:: EXERCISE ::
The reply to the records below should contain exactly the lines from the line with "Topology configuration management" through the line with "form) or YAML.", and nothing besides.
________
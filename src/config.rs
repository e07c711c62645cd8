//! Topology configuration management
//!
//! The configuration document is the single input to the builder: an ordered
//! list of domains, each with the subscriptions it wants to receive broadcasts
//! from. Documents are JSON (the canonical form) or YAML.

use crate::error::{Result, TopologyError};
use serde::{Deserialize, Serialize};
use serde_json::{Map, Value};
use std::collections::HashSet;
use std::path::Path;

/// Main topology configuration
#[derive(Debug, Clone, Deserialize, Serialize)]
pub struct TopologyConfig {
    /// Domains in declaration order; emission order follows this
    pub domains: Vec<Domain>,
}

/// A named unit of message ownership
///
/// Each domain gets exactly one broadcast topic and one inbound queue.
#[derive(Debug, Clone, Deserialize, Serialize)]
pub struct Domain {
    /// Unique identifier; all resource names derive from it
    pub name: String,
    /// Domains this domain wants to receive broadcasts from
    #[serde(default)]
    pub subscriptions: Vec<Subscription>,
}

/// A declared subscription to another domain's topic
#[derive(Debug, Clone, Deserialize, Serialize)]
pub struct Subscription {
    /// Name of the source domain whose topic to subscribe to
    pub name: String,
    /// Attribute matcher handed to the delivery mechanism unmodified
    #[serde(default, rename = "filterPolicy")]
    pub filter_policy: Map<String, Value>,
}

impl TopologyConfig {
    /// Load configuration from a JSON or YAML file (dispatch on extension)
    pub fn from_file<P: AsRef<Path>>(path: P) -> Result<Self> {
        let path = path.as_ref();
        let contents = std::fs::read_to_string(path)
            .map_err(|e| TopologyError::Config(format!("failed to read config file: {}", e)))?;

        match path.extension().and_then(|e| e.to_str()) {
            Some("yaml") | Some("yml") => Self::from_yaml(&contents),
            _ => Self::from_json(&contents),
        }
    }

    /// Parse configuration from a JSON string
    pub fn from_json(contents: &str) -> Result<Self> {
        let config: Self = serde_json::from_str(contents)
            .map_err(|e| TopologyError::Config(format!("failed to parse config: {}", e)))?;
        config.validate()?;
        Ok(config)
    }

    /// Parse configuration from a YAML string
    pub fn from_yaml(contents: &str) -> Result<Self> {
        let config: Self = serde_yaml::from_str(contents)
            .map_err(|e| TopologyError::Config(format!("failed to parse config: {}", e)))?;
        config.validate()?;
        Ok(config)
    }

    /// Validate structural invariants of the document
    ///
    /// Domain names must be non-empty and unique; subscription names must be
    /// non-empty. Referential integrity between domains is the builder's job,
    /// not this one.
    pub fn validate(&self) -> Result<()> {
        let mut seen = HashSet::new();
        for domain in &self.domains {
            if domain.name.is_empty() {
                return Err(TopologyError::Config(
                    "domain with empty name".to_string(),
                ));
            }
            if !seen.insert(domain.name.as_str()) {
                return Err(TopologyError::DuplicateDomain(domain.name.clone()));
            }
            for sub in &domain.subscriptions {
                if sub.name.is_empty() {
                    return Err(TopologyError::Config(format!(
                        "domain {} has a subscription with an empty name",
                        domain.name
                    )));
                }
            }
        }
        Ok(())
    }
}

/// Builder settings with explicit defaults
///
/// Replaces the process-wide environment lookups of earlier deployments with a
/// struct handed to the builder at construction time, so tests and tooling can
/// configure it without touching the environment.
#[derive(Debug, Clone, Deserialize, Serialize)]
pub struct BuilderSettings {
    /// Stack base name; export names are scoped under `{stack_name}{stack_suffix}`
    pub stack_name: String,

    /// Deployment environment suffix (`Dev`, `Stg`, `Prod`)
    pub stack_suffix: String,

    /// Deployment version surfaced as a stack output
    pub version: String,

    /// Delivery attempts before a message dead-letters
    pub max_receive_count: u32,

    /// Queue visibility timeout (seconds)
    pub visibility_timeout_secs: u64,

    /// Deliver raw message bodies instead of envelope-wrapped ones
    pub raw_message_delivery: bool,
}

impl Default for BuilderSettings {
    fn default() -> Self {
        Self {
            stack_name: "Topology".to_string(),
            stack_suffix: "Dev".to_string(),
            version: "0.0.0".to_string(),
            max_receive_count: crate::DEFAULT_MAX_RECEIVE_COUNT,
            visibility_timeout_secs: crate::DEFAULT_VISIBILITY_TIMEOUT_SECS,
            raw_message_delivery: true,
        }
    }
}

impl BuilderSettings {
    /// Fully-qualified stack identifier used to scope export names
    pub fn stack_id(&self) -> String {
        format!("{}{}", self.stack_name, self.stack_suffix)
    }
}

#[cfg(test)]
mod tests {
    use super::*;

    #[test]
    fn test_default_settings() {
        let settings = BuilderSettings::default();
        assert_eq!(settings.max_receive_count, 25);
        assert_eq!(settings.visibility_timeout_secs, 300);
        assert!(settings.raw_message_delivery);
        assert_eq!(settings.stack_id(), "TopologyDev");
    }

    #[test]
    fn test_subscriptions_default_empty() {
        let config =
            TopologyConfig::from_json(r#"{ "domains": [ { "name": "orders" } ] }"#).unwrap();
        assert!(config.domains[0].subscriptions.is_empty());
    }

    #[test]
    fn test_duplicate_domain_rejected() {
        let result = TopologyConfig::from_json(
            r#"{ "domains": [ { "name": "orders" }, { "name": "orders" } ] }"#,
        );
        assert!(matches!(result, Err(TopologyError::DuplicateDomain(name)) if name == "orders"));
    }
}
________
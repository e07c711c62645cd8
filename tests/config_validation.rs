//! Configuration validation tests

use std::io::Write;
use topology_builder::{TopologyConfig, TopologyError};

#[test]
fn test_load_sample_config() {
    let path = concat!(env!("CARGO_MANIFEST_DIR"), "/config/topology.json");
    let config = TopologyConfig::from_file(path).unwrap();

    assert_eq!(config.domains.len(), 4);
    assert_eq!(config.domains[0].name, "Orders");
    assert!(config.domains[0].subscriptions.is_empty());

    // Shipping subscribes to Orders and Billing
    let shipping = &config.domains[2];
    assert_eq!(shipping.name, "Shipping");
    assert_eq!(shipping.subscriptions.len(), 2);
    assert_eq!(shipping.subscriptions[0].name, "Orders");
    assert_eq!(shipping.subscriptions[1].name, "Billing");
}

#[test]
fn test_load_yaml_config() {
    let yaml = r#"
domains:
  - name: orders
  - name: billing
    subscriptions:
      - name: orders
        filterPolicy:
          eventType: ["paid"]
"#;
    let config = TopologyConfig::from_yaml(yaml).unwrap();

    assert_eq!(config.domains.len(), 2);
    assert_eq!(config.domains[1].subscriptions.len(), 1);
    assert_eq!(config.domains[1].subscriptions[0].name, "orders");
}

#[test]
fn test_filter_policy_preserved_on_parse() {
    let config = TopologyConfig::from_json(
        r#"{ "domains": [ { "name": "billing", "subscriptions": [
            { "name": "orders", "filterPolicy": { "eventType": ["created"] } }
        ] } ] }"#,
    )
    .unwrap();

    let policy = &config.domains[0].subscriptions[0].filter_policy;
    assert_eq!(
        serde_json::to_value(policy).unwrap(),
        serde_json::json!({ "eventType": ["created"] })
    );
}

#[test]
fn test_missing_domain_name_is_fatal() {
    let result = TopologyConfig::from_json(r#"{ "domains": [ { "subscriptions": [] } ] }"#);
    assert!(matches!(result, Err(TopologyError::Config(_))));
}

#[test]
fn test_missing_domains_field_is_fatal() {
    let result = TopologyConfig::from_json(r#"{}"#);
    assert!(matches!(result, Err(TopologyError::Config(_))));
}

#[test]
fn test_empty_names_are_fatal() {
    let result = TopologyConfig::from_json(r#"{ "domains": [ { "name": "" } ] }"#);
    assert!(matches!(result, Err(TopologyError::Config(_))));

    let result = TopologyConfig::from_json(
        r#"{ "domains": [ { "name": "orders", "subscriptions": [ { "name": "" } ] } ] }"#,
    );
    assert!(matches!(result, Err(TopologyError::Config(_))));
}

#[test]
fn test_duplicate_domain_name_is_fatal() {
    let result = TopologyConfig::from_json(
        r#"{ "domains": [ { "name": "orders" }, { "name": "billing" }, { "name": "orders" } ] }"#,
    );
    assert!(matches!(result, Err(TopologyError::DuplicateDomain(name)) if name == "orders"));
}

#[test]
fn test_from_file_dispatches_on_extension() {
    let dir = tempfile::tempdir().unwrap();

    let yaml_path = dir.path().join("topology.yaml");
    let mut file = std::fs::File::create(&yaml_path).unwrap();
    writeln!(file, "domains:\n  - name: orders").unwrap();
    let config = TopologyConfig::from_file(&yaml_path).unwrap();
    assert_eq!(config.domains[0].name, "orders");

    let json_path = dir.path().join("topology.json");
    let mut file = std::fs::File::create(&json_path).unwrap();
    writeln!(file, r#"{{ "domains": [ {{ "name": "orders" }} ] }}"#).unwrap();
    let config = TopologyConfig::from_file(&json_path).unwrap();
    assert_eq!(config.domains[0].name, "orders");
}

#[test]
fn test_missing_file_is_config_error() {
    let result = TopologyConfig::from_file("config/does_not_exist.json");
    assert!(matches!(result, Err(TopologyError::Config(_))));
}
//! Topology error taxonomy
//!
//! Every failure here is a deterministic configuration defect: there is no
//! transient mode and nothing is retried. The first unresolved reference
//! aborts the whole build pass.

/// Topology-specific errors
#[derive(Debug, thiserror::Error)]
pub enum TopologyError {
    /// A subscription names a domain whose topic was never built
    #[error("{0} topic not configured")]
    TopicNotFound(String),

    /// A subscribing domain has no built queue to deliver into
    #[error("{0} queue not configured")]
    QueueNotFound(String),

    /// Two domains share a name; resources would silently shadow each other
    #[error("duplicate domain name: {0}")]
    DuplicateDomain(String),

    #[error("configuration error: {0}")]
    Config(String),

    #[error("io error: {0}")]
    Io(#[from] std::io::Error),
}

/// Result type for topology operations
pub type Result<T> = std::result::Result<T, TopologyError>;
________
:: WRITTEN RESPONSE ::
//! Topology configuration management
//!
//! The configuration document is the single input to the builder: an ordered
//! list of domains, each with the subscriptions it wants to receive broadcasts
//! from. Documents are JSON (the canonical form) or YAML.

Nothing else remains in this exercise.